66. The oral dosage form of embodiment 64 wherein the polypeptide is terlipressin or an analog thereof or octreotide or an analog thereof.

67. The oral dosage form of embodiment 66 wherein the polypeptide is terlipressin or salt thereof.

68. The oral dosage form of embodiment 66 wherein the polypeptide is octreotide or salt thereof.

69. The oral dosage form of embodiment 60 wherein the oral dosage form is a gelatin capsule.

70. The oral dosage form of embodiment 69 wherein the oral dosage form is a hard gelatin capsule.

71. The oral dosage form of embodiment 66 wherein the terlipressin is present at 5-50 mg per capsule, preferably 10, or 20 or 30 mg per capsule.

72. The oral dosage form of embodiment 68 wherein the octreotide is present at 5-50 mg per capsule preferably 10, or 20 or 30 mg per capsule.

73. Method of treatment of a subject suffering from hypotension or portal hypertension or variceal bleeding or hepatorenal syndrome or ascites ( in particular severe cirrhotic ascites) or a combination thereof which comprises administering to the subject a therapeutically effective amount of the oral dosage form of embodiment 67.

74. Method of treatment of a subject suffering from acromegaly or neuroendocrine tumor which comprises administering to the subject a therapeutically effective amount of the oral dosage form of embodiment 68.

75. Method of treatment of a subject suffering from symptoms of neuroendocrine tumor such as diarrhea and/or flushing which comprises administering to the subject a therapeutically effective amount of the oral dosage form of embodiment 68. 76. The oral dosage form of embodiments 53-72 where the coating comprises SO-

99.0% methacrylic acid and ethyl acrylate copolymer, 0.1% -2% sodium lauryl sulfate and 0.5- 4% polysorbate and additionally triethyl citrate.

77. The oral dosage form of embodiments 1- 5 where the coating comprises 90-99.0% methacrylic acid and ethyl acrylate copolymer , 0.3% -1% sodium lauryl sulfate and 1- 3% polysorbate and additionally tri ethyl citrate.

78. The oral dosage form of embodiments 1-5 where the capsule coating comprises 97.0% methacrylic acid and ethyl acrylate copolymer , 0.7% sodium lauryl sulfate and 2.3% polysorbate and additionally triethyl citrate.

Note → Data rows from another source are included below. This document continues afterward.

impl<S: RecordStore> ChildService<S> {
    /// Create a service with an empty collection. Call [`load`] to pull the
    /// persisted state in.
    ///
    /// [`load`]: ChildService::load
    pub fn new(store: Arc<S>, events: EventBus) -> Self {
        Self {
            store,
            events,
            children: Mutex::new(Vec::new()),
            active_child_id: Mutex::new(None),
        }
    }

    /// Replace the in-memory collection with the persisted one.
    ///
    /// Never fails the caller: a missing key, an unreadable backend or a
    /// malformed payload all recover to an empty collection, and malformed
    /// individual entries are filtered during decoding. Returns the number of
    /// children loaded.
    pub fn load(&self) -> usize {
        let decoded = match self.store.read(STORE_KEY) {
            Ok(Some(raw)) => schema::decode_collection(&raw),
            Ok(None) => {
                debug!("No persisted collection yet, starting empty");
                Default::default()
            }
            Err(e) => {
                warn!("Store read failed, starting empty: {}", e);
                Default::default()
            }
        };

        // An active id pointing at a filtered-out child is dropped.
        let active = decoded
            .active_child_id
            .filter(|id| decoded.children.iter().any(|c| &c.id == id));

        let count = decoded.children.len();
        *self.children.lock().unwrap() = decoded.children;
        *self.active_child_id.lock().unwrap() = active;
        info!("Loaded {} children", count);
        count
    }

    /// Persist the full collection, merging over any unrelated sibling keys
    /// already in the store value, then notify observers.
    pub fn save(&self) -> Result<()> {
        let children = self.children.lock().unwrap().clone();
        let active = self.active_child_id.lock().unwrap().clone();

        let existing = match self.store.read(STORE_KEY) {
            Ok(existing) => existing,
            Err(e) => {
                // Nothing recoverable to merge with; write a fresh value.
                warn!("Could not read existing store value before save: {}", e);
                None
            }
        };
        let raw = schema::encode_collection(existing.as_deref(), &children, active.as_deref())
            .context("Failed to encode child collection")?;
        self.store
            .write(STORE_KEY, &raw)
            .context("Failed to write child collection")?;

        info!("Saved {} children", children.len());
        self.events.publish(DATA_CHANGED_EVENT);
        Ok(())
    }

    /// Create a child. Returns `None` (logged, not raised) when the name is
    /// empty or too long, or the birth date doesn't parse. A supplied birth
    /// weight seeds one growth record dated at birth.
    pub fn add_child(&self, request: NewChildRequest) -> Option<Child> {
        let name = request.name.trim();
        if name.is_empty() || name.len() > MAX_NAME_LEN {
            warn!("Rejecting child with invalid name");
            return None;
        }
        let date_of_birth = match NaiveDate::parse_from_str(&request.date_of_birth, DATE_FORMAT) {
            Ok(date) => date,
            Err(e) => {
                warn!("Rejecting child with unparseable birth date: {}", e);
                return None;
            }
        };

        let now = Utc::now();
        let mut child = Child {
            id: Child::generate_id(),
            name: name.to_string(),
            date_of_birth,
            gender: request.gender,
            birth_weight_kg: request.birth_weight_kg,
            growth_records: Vec::new(),
            vaccine_overrides: Default::default(),
            created_at: now,
            updated_at: now,
        };
        if let Some(weight) = request.birth_weight_kg {
            growth_service::add_record(
                &mut child,
                GrowthRecord {
                    date: date_of_birth,
                    height_cm: None,
                    weight_kg: Some(weight),
                },
            );
        }

        info!("Created child {} ({})", child.name, child.id);
        self.children.lock().unwrap().push(child.clone());
        Some(child)
    }

    /// Replace the stored child with a matching id. A no-op when the id is
    /// unknown or the replacement carries an invalid name.
    pub fn update_child(&self, mut child: Child) {
        let name = child.name.trim().to_string();
        if name.is_empty() || name.len() > MAX_NAME_LEN {
            warn!("Ignoring update with invalid name for {}", child.id);
            return;
        }
        child.name = name;

        let mut children = self.children.lock().unwrap();
        match children.iter_mut().find(|c| c.id == child.id) {
            Some(slot) => {
                child.updated_at = Utc::now();
                info!("Updated child {} ({})", child.name, child.id);
                *slot = child;
            }
            None => warn!("Ignoring update for unknown child {}", child.id),
        }
    }

    /// Delete a child by id; a no-op when absent. Removing the active child
    /// clears the selection.
    pub fn remove_child(&self, child_id: &str) {
        let mut children = self.children.lock().unwrap();
        let before = children.len();
        children.retain(|c| c.id != child_id);
        if children.len() < before {
            info!("Removed child {}", child_id);
            let mut active = self.active_child_id.lock().unwrap();
            if active.as_deref() == Some(child_id) {
                *active = None;
            }
        } else {
            warn!("Ignoring removal of unknown child {}", child_id);
        }
    }

    pub fn get_child(&self, child_id: &str) -> Option<Child> {
        self.children
            .lock()
            .unwrap()
            .iter()
            .find(|c| c.id == child_id)
            .cloned()
    }

    /// All children, ordered by name.
    pub fn list_children(&self) -> Vec<Child> {
        let mut children = self.children.lock().unwrap().clone();
        children.sort_by(|a, b| a.name.cmp(&b.name));
        children
    }

    /// Select the active child. Returns false when the id is unknown.
    pub fn set_active_child(&self, child_id: &str) -> bool {
        if self.get_child(child_id).is_none() {
            warn!("Cannot activate unknown child {}", child_id);
            return false;
        }
        *self.active_child_id.lock().unwrap() = Some(child_id.to_string());
        true
    }

    pub fn get_active_child(&self) -> Option<Child> {
        let active = self.active_child_id.lock().unwrap().clone()?;
        self.get_child(&active)
    }

    /// Record a growth observation. Returns false (logged) when the date
    /// doesn't parse or the child is unknown.
    pub fn add_growth_record(&self, request: AddGrowthRecordRequest) -> bool {
        let date = match NaiveDate::parse_from_str(&request.date, DATE_FORMAT) {
            Ok(date) => date,
            Err(e) => {
                warn!("Rejecting growth record with unparseable date: {}", e);
                return false;
            }
        };

        let mut children = self.children.lock().unwrap();
        let child = match children.iter_mut().find(|c| c.id == request.child_id) {
            Some(child) => child,
            None => {
                warn!("Ignoring growth record for unknown child {}", request.child_id);
                return false;
            }
        };
        growth_service::add_record(
            child,
            GrowthRecord {
                date,
                height_cm: request.height_cm,
                weight_kg: request.weight_kg,
            },
        );
        child.updated_at = Utc::now();
        true
    }

    /// Record a manual vaccine override (the Pending/Upcoming to
    /// Completed/Missed transition). Returns false when the child or vaccine
    /// id is unknown.
    pub fn mark_vaccine(&self, child_id: &str, vaccine_id: &str, status: OverrideStatus) -> bool {
        if reference_data::schedule_entry(vaccine_id).is_none() {
            warn!("Ignoring mark for unknown vaccine {}", vaccine_id);
            return false;
        }
        let mut children = self.children.lock().unwrap();
        match children.iter_mut().find(|c| c.id == child_id) {
            Some(child) => {
                child.set_vaccine_override(vaccine_id, status);
                child.updated_at = Utc::now();
                true
            }
            None => {
                warn!("Ignoring vaccine mark for unknown child {}", child_id);
                false
            }
        }
    }

    /// Clear a manual override, returning the vaccine to its derived state.
    pub fn reset_vaccine(&self, child_id: &str, vaccine_id: &str) -> bool {
        let mut children = self.children.lock().unwrap();
        match children.iter_mut().find(|c| c.id == child_id) {
            Some(child) => {
                child.clear_vaccine_override(vaccine_id);
                child.updated_at = Utc::now();
                true
            }
            None => false,
        }
    }

    /// Chart points for one child's growth dashboard.
    pub fn chart_points(&self, child_id: &str) -> Option<Vec<GrowthChartPoint>> {
        let child = self.get_child(child_id)?;
        Some(growth_service::chart_series(&child).collect())
    }

    /// Per-state vaccine counts for one child as of `today`.
    pub fn vaccine_summary(&self, child_id: &str, today: NaiveDate) -> Option<VaccineSummary> {
        let child = self.get_child(child_id)?;
        Some(vaccination_service::summary(&child, today))
    }

    /// Read-only snapshot of one child's full record as of `today`, the
    /// shape handed to the analysis collaborator and to dashboards.
    pub fn snapshot(&self, child_id: &str, today: NaiveDate) -> Option<ChildSnapshot> {
        let child = self.get_child(child_id)?;
        Some(ChildSnapshot {
            id: child.id.clone(),
            name: child.name.clone(),
            gender: child.gender,
            date_of_birth: child.date_of_birth,
            birth_weight_kg: child.birth_weight_kg,
            age: age::age_on(Some(child.date_of_birth), Some(today)),
            records: growth_service::record_views(&child),
            vaccines: vaccination_service::vaccine_cards(&child, today),
            latest_bmi: growth_service::latest_bmi(&child),
        })
    }
}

79. The oral dosage form of embodiments 28-30 wherein the triethyl citrate is present at an amount of 5-30% of the coating.

80. The oral dosage form of embodiments 28-30 wherein the triethyl citrate is present at an amount of 10-20% of the coating, preferably about 17 % most preferably 16.9% of the second (8mg per capsule).

81. The oral dosage form of embodiments 28-32 which comprises an additional coating.

82. The oral dosage form of embodiment 33 wherein the additional coating is talc.

83. The oral dosage form of embodiment 34 wherein the talc is present at an amount of 0.1 - 3 mg per capsule, preferably 0.5- 2 mg per capsule most preferably 1 mg per capsule.

84. A method of producing an enteric- coated capsule containing a therapeutic agent which comprises applying to the capsule a first coating which comprises polyvinyl alcohol, talc, glycerol monocaprylate and sodium lauryl sulfate, and further applying a second coating on top of the first coating wherein the second coating comprises methacrylic acid and ethyl acrylate copolymer dispersion, sodium lauryl sulfate, polysorbate and triethyl citrate

85. The method of embodiment 36 which additionally comprises applying an additional coating on top of the coating wherein the additional coating is talc.

86. The method of embodiment 36 wherein the therapeutic agent is a polypeptide.

87. The method of embodiment 86 wherein the polypeptide is octreotide or terlipressin. 88. Method of treatment of a patient suffering from severe diarrhea and/or flushing episodes associated with metastatic carcinoid tumors by administration to the patient any of the above oral dosage forms wherein the oral dosage form contains a therapeutically effective amount of octreotide.

89. The method of treatment of embodiment 88 wherein the administering occurs at least 1 hour before a meal or at least 2 hours after a meal.

90. The method of treatment of embodiment 88 wherein the administering occurs on an empty stomach.

91 The method of treatment of embodiment 88 wherein the administering is 10-80 mg per day.

92. The method of treatment of embodiment 88 wherein the administering is 10, 20, 30 ,40, 50, 60, 70 or 80 mg per day.